[Saved entries]
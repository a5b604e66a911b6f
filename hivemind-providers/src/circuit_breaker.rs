//! Per-provider circuit breaker.
//!
//! Closed counts consecutive failures; at the threshold the circuit
//! opens and requests fail fast until the recovery deadline passes.
//! Half-open admits a small probe; enough consecutive successes close
//! the circuit, any failure reopens it with a fresh deadline.
//!
//! The registry consults the breaker between permit acquisition and the
//! retry loop, so one user-visible call is one breaker observation.

use serde::{Deserialize, Serialize};
use std::sync::Mutex;
use std::time::{Duration, Instant};
use tracing::{info, warn};

use crate::error::ProviderError;

/// Breaker states.
#[derive(Debug, Clone, Copy, PartialEq, Eq)]
pub enum CircuitState {
    /// Normal operation, requests pass through
    Closed,
    /// Failing fast until the recovery deadline
    Open,
    /// Probing whether the provider recovered
    HalfOpen,
}

/// Tuning for one breaker.
#[derive(Debug, Clone, Serialize, Deserialize)]
pub struct CircuitBreakerConfig {
    /// Consecutive failures that open the circuit
    pub failure_threshold: u32,
    /// How long the circuit stays open before probing
    #[serde(with = "crate::duration_serde")]
    pub recovery_timeout: Duration,
    /// Consecutive half-open successes that close the circuit
    pub success_threshold: u32,
}

impl Default for CircuitBreakerConfig {
    fn default() -> Self {
        Self {
            failure_threshold: 5,
            recovery_timeout: Duration::from_secs(60),
            success_threshold: 2,
        }
    }
}

#[derive(Debug)]
struct BreakerState {
    state: CircuitState,
    consecutive_failures: u32,
    consecutive_successes: u32,
    /// When an open circuit may transition to half-open
    retry_at: Option<Instant>,
    half_open_inflight: u32,
}

impl Default for BreakerState {
    fn default() -> Self {
        Self {
            state: CircuitState::Closed,
            consecutive_failures: 0,
            consecutive_successes: 0,
            retry_at: None,
            half_open_inflight: 0,
        }
    }
}

/// Point-in-time view of a breaker for logging and stats endpoints.
#[derive(Debug, Clone)]
pub struct CircuitBreakerSnapshot {
    pub name: String,
    pub state: CircuitState,
    pub consecutive_failures: u32,
    pub consecutive_successes: u32,
}

/// Circuit breaker guarding one provider. All transitions happen under
/// a per-breaker lock; concurrent callers observe them idempotently.
pub struct CircuitBreaker {
    name: String,
    config: CircuitBreakerConfig,
    state: Mutex<BreakerState>,
}

impl CircuitBreaker {
    pub fn new(name: impl Into<String>, config: CircuitBreakerConfig) -> Self {
        Self {
            name: name.into(),
            config,
            state: Mutex::new(BreakerState::default()),
        }
    }

    /// Gate a request. `Err(CircuitOpen)` means fail fast without
    /// touching the provider.
    pub fn check(&self) -> Result<(), ProviderError> {
        let mut state = self.lock();

        match state.state {
            CircuitState::Closed => Ok(()),
            CircuitState::Open => {
                let recovered = state
                    .retry_at
                    .map(|deadline| Instant::now() >= deadline)
                    .unwrap_or(false);
                if recovered {
                    state.state = CircuitState::HalfOpen;
                    state.half_open_inflight = 1;
                    state.consecutive_successes = 0;
                    info!(breaker = %self.name, "circuit half-open, probing provider");
                    Ok(())
                } else {
                    Err(ProviderError::CircuitOpen {
                        provider: self.name.clone(),
                    })
                }
            }
            CircuitState::HalfOpen => {
                if state.half_open_inflight < self.config.success_threshold {
                    state.half_open_inflight += 1;
                    Ok(())
                } else {
                    // Probe quota spent; wait for results.
                    Err(ProviderError::CircuitOpen {
                        provider: self.name.clone(),
                    })
                }
            }
        }
    }

    /// Record the outcome of a call admitted by [`check`].
    /// `Cancelled` and `InvalidRequest` do not count against the
    /// provider.
    pub fn record(&self, result: &Result<(), &ProviderError>) {
        match result {
            Ok(()) => self.record_success(),
            Err(error) if error.counts_as_failure() => self.record_failure(),
            Err(_) => {}
        }
    }

    pub fn record_success(&self) {
        let mut state = self.lock();
        state.consecutive_failures = 0;
        state.consecutive_successes += 1;

        if state.state == CircuitState::HalfOpen
            && state.consecutive_successes >= self.config.success_threshold
        {
            state.state = CircuitState::Closed;
            state.half_open_inflight = 0;
            state.retry_at = None;
            info!(breaker = %self.name, "circuit closed after successful probes");
        }
    }

    pub fn record_failure(&self) {
        let mut state = self.lock();
        state.consecutive_successes = 0;
        state.consecutive_failures += 1;

        match state.state {
            CircuitState::Closed => {
                if state.consecutive_failures >= self.config.failure_threshold {
                    state.state = CircuitState::Open;
                    state.retry_at = Some(Instant::now() + self.config.recovery_timeout);
                    warn!(
                        breaker = %self.name,
                        failures = state.consecutive_failures,
                        "circuit opened"
                    );
                }
            }
            CircuitState::HalfOpen => {
                state.state = CircuitState::Open;
                state.retry_at = Some(Instant::now() + self.config.recovery_timeout);
                state.half_open_inflight = 0;
                warn!(breaker = %self.name, "probe failed, circuit reopened");
            }
            CircuitState::Open => {
                // Late failure from a request admitted before the open.
            }
        }
    }

    pub fn state(&self) -> CircuitState {
        self.lock().state
    }

    pub fn snapshot(&self) -> CircuitBreakerSnapshot {
        let state = self.lock();
        CircuitBreakerSnapshot {
            name: self.name.clone(),
            state: state.state,
            consecutive_failures: state.consecutive_failures,
            consecutive_successes: state.consecutive_successes,
        }
    }

    /// Manually trip the breaker, for tests and operator tooling.
    pub fn force_open(&self) {
        let mut state = self.lock();
        state.state = CircuitState::Open;
        state.retry_at = Some(Instant::now() + self.config.recovery_timeout);
    }

    /// Manually reset the breaker.
    pub fn force_closed(&self) {
        let mut state = self.lock();
        *state = BreakerState::default();
    }

    fn lock(&self) -> std::sync::MutexGuard<'_, BreakerState> {
        self.state.lock().unwrap_or_else(|poisoned| poisoned.into_inner())
    }
}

» What to produce
What you return must match the records above exactly, line for line.

» Answer area
repository a5b604e66a911b6f
filename hivemind-providers/src/circuit_breaker.rs
//! Per-provider circuit breaker.
//!
//! Closed counts consecutive failures; at the threshold the circuit
//! opens and requests fail fast until the recovery deadline passes.
//! Half-open admits a small probe; enough consecutive successes close
//! the circuit, any failure reopens it with a fresh deadline.
//!
//! The registry consults the breaker between permit acquisition and the
//! retry loop, so one user-visible call is one breaker observation.

use serde::{Deserialize, Serialize};
use std::sync::Mutex;
use std::time::{Duration, Instant};
use tracing::{info, warn};

use crate::error::ProviderError;

/// Breaker states.
#[derive(Debug, Clone, Copy, PartialEq, Eq)]
pub enum CircuitState {
    /// Normal operation, requests pass through
    Closed,
    /// Failing fast until the recovery deadline
    Open,
    /// Probing whether the provider recovered
    HalfOpen,
}

/// Tuning for one breaker.
#[derive(Debug, Clone, Serialize, Deserialize)]
pub struct CircuitBreakerConfig {
    /// Consecutive failures that open the circuit
    pub failure_threshold: u32,
    /// How long the circuit stays open before probing
    #[serde(with = "crate::duration_serde")]
    pub recovery_timeout: Duration,
    /// Consecutive half-open successes that close the circuit
    pub success_threshold: u32,
}

impl Default for CircuitBreakerConfig {
    fn default() -> Self {
        Self {
            failure_threshold: 5,
            recovery_timeout: Duration::from_secs(60),
            success_threshold: 2,
        }
    }
}

#[derive(Debug)]
struct BreakerState {
    state: CircuitState,
    consecutive_failures: u32,
    consecutive_successes: u32,
    /// When an open circuit may transition to half-open
    retry_at: Option<Instant>,
    half_open_inflight: u32,
}

impl Default for BreakerState {
    fn default() -> Self {
        Self {
            state: CircuitState::Closed,
            consecutive_failures: 0,
            consecutive_successes: 0,
            retry_at: None,
            half_open_inflight: 0,
        }
    }
}

/// Point-in-time view of a breaker for logging and stats endpoints.
#[derive(Debug, Clone)]
pub struct CircuitBreakerSnapshot {
    pub name: String,
    pub state: CircuitState,
    pub consecutive_failures: u32,
    pub consecutive_successes: u32,
}

/// Circuit breaker guarding one provider. All transitions happen under
/// a per-breaker lock; concurrent callers observe them idempotently.
pub struct CircuitBreaker {
    name: String,
    config: CircuitBreakerConfig,
    state: Mutex<BreakerState>,
}

impl CircuitBreaker {
    pub fn new(name: impl Into<String>, config: CircuitBreakerConfig) -> Self {
        Self {
            name: name.into(),
            config,
            state: Mutex::new(BreakerState::default()),
        }
    }

    /// Gate a request. `Err(CircuitOpen)` means fail fast without
    /// touching the provider.
    pub fn check(&self) -> Result<(), ProviderError> {
        let mut state = self.lock();

        match state.state {
            CircuitState::Closed => Ok(()),
            CircuitState::Open => {
                let recovered = state
                    .retry_at
                    .map(|deadline| Instant::now() >= deadline)
                    .unwrap_or(false);
                if recovered {
                    state.state = CircuitState::HalfOpen;
                    state.half_open_inflight = 1;
                    state.consecutive_successes = 0;
                    info!(breaker = %self.name, "circuit half-open, probing provider");
                    Ok(())
                } else {
                    Err(ProviderError::CircuitOpen {
                        provider: self.name.clone(),
                    })
                }
            }
            CircuitState::HalfOpen => {
                if state.half_open_inflight < self.config.success_threshold {
                    state.half_open_inflight += 1;
                    Ok(())
                } else {
                    // Probe quota spent; wait for results.
                    Err(ProviderError::CircuitOpen {
                        provider: self.name.clone(),
                    })
                }
            }
        }
    }

    /// Record the outcome of a call admitted by [`check`].
    /// `Cancelled` and `InvalidRequest` do not count against the
    /// provider.
    pub fn record(&self, result: &Result<(), &ProviderError>) {
        match result {
            Ok(()) => self.record_success(),
            Err(error) if error.counts_as_failure() => self.record_failure(),
            Err(_) => {}
        }
    }

    pub fn record_success(&self) {
        let mut state = self.lock();
        state.consecutive_failures = 0;
        state.consecutive_successes += 1;

        if state.state == CircuitState::HalfOpen
            && state.consecutive_successes >= self.config.success_threshold
        {
            state.state = CircuitState::Closed;
            state.half_open_inflight = 0;
            state.retry_at = None;
            info!(breaker = %self.name, "circuit closed after successful probes");
        }
    }

    pub fn record_failure(&self) {
        let mut state = self.lock();
        state.consecutive_successes = 0;
        state.consecutive_failures += 1;

        match state.state {
            CircuitState::Closed => {
                if state.consecutive_failures >= self.config.failure_threshold {
                    state.state = CircuitState::Open;
                    state.retry_at = Some(Instant::now() + self.config.recovery_timeout);
                    warn!(
                        breaker = %self.name,
                        failures = state.consecutive_failures,
                        "circuit opened"
                    );
                }
            }
            CircuitState::HalfOpen => {
                state.state = CircuitState::Open;
                state.retry_at = Some(Instant::now() + self.config.recovery_timeout);
                state.half_open_inflight = 0;
                warn!(breaker = %self.name, "probe failed, circuit reopened");
            }
            CircuitState::Open => {
                // Late failure from a request admitted before the open.
            }
        }
    }

    pub fn state(&self) -> CircuitState {
        self.lock().state
    }

    pub fn snapshot(&self) -> CircuitBreakerSnapshot {
        let state = self.lock();
        CircuitBreakerSnapshot {
            name: self.name.clone(),
            state: state.state,
            consecutive_failures: state.consecutive_failures,
            consecutive_successes: state.consecutive_successes,
        }
    }

    /// Manually trip the breaker, for tests and operator tooling.
    pub fn force_open(&self) {
        let mut state = self.lock();
        state.state = CircuitState::Open;
        state.retry_at = Some(Instant::now() + self.config.recovery_timeout);
    }

    /// Manually reset the breaker.
    pub fn force_closed(&self) {
        let mut state = self.lock();
        *state = BreakerState::default();
    }

    fn lock(&self) -> std::sync::MutexGuard<'_, BreakerState> {
        self.state.lock().unwrap_or_else(|poisoned| poisoned.into_inner())
    }
}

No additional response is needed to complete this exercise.